*TO DO*
Beginning with the line that holds "let players: Vec<Player> = Vec::new();" in the data below, give again every line through the one that holds "let mut ratings: Vec<i64>", exactly as written.

*INFORMATION GIVEN*

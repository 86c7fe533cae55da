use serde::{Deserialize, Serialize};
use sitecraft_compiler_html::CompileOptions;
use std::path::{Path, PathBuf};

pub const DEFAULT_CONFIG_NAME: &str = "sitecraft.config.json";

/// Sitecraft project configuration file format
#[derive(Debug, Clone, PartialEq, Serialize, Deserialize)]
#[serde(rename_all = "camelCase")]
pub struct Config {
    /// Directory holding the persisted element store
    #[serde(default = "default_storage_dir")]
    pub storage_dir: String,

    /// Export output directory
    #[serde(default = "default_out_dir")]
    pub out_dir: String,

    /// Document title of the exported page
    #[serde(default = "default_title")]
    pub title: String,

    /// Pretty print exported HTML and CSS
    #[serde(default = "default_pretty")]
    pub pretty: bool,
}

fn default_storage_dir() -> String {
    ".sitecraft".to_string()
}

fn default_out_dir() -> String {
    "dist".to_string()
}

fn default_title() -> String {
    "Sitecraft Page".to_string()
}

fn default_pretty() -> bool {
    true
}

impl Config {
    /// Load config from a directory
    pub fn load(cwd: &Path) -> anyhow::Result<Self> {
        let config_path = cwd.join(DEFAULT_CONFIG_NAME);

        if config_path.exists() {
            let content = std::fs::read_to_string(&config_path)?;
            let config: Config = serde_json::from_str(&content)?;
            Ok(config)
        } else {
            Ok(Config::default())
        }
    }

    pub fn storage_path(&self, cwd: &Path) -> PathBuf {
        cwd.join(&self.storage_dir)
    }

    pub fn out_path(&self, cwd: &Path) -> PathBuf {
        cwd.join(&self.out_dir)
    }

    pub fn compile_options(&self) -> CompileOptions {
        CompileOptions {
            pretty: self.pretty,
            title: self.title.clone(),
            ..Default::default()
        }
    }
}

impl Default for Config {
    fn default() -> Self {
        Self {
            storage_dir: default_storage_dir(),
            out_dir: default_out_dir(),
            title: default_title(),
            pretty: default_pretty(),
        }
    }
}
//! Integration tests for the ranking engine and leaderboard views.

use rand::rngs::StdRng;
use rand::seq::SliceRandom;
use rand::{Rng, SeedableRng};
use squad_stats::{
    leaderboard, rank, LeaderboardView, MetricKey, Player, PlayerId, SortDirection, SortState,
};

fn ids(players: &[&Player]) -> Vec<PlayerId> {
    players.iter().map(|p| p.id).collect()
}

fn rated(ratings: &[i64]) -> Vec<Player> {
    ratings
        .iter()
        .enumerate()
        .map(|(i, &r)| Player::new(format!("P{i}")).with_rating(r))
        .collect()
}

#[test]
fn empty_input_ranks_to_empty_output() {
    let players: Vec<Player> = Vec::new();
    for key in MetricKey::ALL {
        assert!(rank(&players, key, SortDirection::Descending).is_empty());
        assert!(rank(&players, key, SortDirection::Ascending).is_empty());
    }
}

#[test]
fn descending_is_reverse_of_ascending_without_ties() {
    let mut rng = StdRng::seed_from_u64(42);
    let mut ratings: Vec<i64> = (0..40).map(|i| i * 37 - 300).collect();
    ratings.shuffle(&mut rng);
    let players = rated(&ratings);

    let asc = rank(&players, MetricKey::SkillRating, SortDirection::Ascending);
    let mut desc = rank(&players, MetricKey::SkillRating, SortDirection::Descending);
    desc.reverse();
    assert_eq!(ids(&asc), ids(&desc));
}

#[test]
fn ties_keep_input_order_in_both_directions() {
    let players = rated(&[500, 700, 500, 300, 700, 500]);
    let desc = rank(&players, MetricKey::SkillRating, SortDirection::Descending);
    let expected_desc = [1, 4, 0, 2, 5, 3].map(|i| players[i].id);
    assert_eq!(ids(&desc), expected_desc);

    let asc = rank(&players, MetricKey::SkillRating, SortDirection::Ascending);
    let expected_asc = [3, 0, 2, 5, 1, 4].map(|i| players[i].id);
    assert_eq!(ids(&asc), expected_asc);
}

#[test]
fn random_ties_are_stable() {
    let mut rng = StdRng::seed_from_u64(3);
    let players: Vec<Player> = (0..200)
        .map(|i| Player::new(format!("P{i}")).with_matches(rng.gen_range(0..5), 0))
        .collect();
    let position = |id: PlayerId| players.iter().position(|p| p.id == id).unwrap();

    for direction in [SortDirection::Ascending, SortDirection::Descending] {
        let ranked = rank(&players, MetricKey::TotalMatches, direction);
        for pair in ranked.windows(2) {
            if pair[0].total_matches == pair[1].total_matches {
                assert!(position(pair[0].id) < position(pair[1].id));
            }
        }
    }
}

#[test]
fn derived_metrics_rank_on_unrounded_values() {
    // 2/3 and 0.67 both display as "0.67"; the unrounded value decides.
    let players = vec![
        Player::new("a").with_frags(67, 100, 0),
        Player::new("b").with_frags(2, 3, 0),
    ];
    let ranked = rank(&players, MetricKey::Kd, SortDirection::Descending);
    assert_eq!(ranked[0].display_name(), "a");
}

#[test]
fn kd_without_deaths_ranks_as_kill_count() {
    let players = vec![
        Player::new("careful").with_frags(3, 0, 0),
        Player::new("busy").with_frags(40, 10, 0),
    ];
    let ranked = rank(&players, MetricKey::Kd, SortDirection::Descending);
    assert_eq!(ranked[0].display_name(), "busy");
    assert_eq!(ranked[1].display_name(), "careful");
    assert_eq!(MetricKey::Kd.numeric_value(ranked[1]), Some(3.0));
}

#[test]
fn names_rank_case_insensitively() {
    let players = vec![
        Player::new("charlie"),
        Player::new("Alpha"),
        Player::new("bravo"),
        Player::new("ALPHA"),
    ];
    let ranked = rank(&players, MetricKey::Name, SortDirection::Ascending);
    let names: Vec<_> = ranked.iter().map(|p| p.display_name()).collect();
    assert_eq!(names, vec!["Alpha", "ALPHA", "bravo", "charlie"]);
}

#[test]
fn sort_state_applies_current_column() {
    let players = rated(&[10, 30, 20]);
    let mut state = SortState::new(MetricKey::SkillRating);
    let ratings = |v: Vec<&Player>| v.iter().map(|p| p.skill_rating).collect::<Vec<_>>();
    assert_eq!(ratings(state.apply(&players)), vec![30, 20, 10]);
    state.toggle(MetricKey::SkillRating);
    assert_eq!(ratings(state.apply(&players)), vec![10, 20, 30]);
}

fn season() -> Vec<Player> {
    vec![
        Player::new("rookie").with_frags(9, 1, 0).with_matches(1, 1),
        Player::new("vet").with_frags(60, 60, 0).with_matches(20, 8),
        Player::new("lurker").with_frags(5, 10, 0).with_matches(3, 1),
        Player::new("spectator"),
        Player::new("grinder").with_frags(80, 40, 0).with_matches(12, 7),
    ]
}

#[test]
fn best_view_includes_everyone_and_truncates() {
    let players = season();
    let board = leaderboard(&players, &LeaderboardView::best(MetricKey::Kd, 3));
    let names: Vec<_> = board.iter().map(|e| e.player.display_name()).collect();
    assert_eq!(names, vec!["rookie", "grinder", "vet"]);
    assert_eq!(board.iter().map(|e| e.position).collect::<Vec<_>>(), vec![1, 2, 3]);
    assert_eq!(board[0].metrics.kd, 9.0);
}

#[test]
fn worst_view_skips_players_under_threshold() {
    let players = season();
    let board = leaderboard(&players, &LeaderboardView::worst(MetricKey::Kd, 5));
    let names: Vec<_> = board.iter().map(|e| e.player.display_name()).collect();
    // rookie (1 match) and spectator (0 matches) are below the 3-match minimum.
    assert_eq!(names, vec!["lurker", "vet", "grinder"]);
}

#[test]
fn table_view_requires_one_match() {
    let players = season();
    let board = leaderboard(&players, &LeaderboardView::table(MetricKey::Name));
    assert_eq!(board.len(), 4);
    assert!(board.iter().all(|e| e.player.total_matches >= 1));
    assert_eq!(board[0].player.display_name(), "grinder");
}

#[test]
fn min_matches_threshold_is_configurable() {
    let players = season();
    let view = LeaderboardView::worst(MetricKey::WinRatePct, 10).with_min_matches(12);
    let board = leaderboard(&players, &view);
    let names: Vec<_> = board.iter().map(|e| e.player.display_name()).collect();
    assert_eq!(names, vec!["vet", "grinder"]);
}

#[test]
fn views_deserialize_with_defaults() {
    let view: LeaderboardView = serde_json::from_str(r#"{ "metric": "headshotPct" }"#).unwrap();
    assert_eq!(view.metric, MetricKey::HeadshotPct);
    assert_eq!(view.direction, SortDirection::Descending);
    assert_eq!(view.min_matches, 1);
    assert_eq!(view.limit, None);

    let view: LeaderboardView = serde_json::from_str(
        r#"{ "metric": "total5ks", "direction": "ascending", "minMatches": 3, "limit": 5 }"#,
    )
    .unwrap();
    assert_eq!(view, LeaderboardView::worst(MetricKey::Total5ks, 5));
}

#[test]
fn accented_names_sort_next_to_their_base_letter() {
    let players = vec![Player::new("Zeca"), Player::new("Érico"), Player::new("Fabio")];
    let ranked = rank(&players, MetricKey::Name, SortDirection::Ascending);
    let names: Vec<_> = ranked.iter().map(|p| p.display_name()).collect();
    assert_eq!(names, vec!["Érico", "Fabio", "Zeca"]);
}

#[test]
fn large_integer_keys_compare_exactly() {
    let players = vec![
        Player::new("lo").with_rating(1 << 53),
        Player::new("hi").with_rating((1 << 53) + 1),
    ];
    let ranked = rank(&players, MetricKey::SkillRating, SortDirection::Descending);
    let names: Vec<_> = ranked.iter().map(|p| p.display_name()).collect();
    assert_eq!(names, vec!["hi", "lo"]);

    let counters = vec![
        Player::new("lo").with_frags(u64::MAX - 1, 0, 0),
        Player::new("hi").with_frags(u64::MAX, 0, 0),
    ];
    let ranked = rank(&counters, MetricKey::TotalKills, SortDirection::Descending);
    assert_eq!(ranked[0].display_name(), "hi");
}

*SOLUTION TO THE PROBLEM*
    let players: Vec<Player> = Vec::new();
    for key in MetricKey::ALL {
        assert!(rank(&players, key, SortDirection::Descending).is_empty());
        assert!(rank(&players, key, SortDirection::Ascending).is_empty());
    }
}

#[test]
fn descending_is_reverse_of_ascending_without_ties() {
    let mut rng = StdRng::seed_from_u64(42);
    let mut ratings: Vec<i64> = (0..40).map(|i| i * 37 - 300).collect();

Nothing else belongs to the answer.